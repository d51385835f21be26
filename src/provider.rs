use chrono::{DateTime, Utc};
use serde::Deserialize;
use tracing::debug;

use crate::{error::Error, profile::IDENTITY_PROFILE, session::CredentialSession, utils};

/// Issues temporary credentials
///
/// Trait seam so tests can simulate the token exchange and role assumption
/// without network access
pub trait CredentialProvider {
  /// Exchange an MFA token for an identity session
  fn get_session_token(&self, mfa_serial: &str, token_code: &str) -> Result<CredentialSession, Error>;

  /// Assume an environment role using a valid identity session
  fn assume_role(
    &self,
    role_arn: &str,
    session_name: &str,
    identity: &CredentialSession,
  ) -> Result<CredentialSession, Error>;
}

/// Response shape shared by `sts get-session-token` and `sts assume-role`
#[derive(Debug, Deserialize)]
struct StsResponse {
  #[serde(rename = "Credentials")]
  credentials: StsCredentials,
}

#[derive(Debug, Deserialize)]
#[serde(rename_all = "PascalCase")]
struct StsCredentials {
  access_key_id: String,
  secret_access_key: String,
  session_token: String,
  expiration: String,
}

/// Credential provider backed by the `aws` CLI
pub struct AwsCliProvider;

impl AwsCliProvider {
  fn parse_credentials(stdout: &str) -> Result<CredentialSession, Error> {
    let response: StsResponse = serde_json::from_str(stdout).map_err(|err| Error::CredentialExchangeFailed {
      status: 1,
      stderr: format!("unexpected STS response: {err}"),
    })?;

    let expiration = DateTime::parse_from_rfc3339(&response.credentials.expiration)
      .map_err(|err| Error::CredentialExchangeFailed {
        status: 1,
        stderr: format!("unexpected STS expiration timestamp: {err}"),
      })?
      .with_timezone(&Utc);

    Ok(CredentialSession {
      access_key_id: response.credentials.access_key_id,
      secret_access_key: response.credentials.secret_access_key,
      session_token: response.credentials.session_token,
      expiration,
    })
  }

  fn check(result: utils::CmdResult) -> Result<CredentialSession, Error> {
    match result.status {
      0 => Self::parse_credentials(&result.stdout),
      status => Err(Error::CredentialExchangeFailed {
        status,
        stderr: result.stderr,
      }),
    }
  }
}

impl CredentialProvider for AwsCliProvider {
  fn get_session_token(&self, mfa_serial: &str, token_code: &str) -> Result<CredentialSession, Error> {
    debug!("requesting a session token for {mfa_serial}");
    let result = utils::cmd_exec(
      "aws",
      vec![
        "--profile",
        IDENTITY_PROFILE,
        "sts",
        "get-session-token",
        "--serial-number",
        mfa_serial,
        "--token-code",
        token_code,
      ],
      &[],
    )?;

    Self::check(result)
  }

  fn assume_role(
    &self,
    role_arn: &str,
    session_name: &str,
    identity: &CredentialSession,
  ) -> Result<CredentialSession, Error> {
    debug!("assuming {role_arn} as {session_name}");
    // the identity session is what authorises the assumption
    let envs = identity.env_vars();
    let result = utils::cmd_exec(
      "aws",
      vec![
        "sts",
        "assume-role",
        "--role-arn",
        role_arn,
        "--role-session-name",
        session_name,
      ],
      &envs,
    )?;

    Self::check(result)
  }
}

#[cfg(test)]
mod tests {
  use chrono::TimeZone;

  use super::*;

  const RESPONSE: &str = r#"{
    "Credentials": {
      "AccessKeyId": "ASIAXXEXAMPLE",
      "SecretAccessKey": "wJalrXUtnFEMI/K7MDENG",
      "SessionToken": "FwoGZXIvYXdzEBY",
      "Expiration": "2026-08-25T20:00:00+00:00"
    }
  }"#;

  #[test]
  fn it_parses_the_sts_credentials_blob() {
    let session = AwsCliProvider::parse_credentials(RESPONSE).unwrap();
    assert_eq!(session.access_key_id, "ASIAXXEXAMPLE");
    assert_eq!(session.secret_access_key, "wJalrXUtnFEMI/K7MDENG");
    assert_eq!(session.session_token, "FwoGZXIvYXdzEBY");
    assert_eq!(session.expiration, Utc.with_ymd_and_hms(2026, 8, 25, 20, 0, 0).unwrap());
  }

  #[test]
  fn it_parses_a_zulu_expiration() {
    let response = RESPONSE.replace("2026-08-25T20:00:00+00:00", "2026-08-25T20:00:00Z");
    let session = AwsCliProvider::parse_credentials(&response).unwrap();
    assert_eq!(session.expiration, Utc.with_ymd_and_hms(2026, 8, 25, 20, 0, 0).unwrap());
  }

  #[test]
  fn it_rejects_a_malformed_response() {
    let err = AwsCliProvider::parse_credentials("not json").unwrap_err();
    assert!(matches!(err, Error::CredentialExchangeFailed { status: 1, .. }));
  }

  #[test]
  fn it_surfaces_the_provider_exit_status() {
    let result = utils::CmdResult {
      stdout: String::new(),
      stderr: "An error occurred (InvalidClientTokenId)".to_string(),
      status: 254,
    };

    let err = AwsCliProvider::check(result).unwrap_err();
    match err {
      Error::CredentialExchangeFailed { status, stderr } => {
        assert_eq!(status, 254);
        assert!(stderr.contains("InvalidClientTokenId"));
      }
      other => panic!("unexpected error: {other}"),
    }
  }
}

+++

YOUR INSTRUCTIONS
Search the records above for the string "unexpected". Report each line that has it.

OUTPUT BELOW
      stderr: format!("unexpected STS response: {err}"),
        stderr: format!("unexpected STS expiration timestamp: {err}"),
      other => panic!("unexpected error: {other}"),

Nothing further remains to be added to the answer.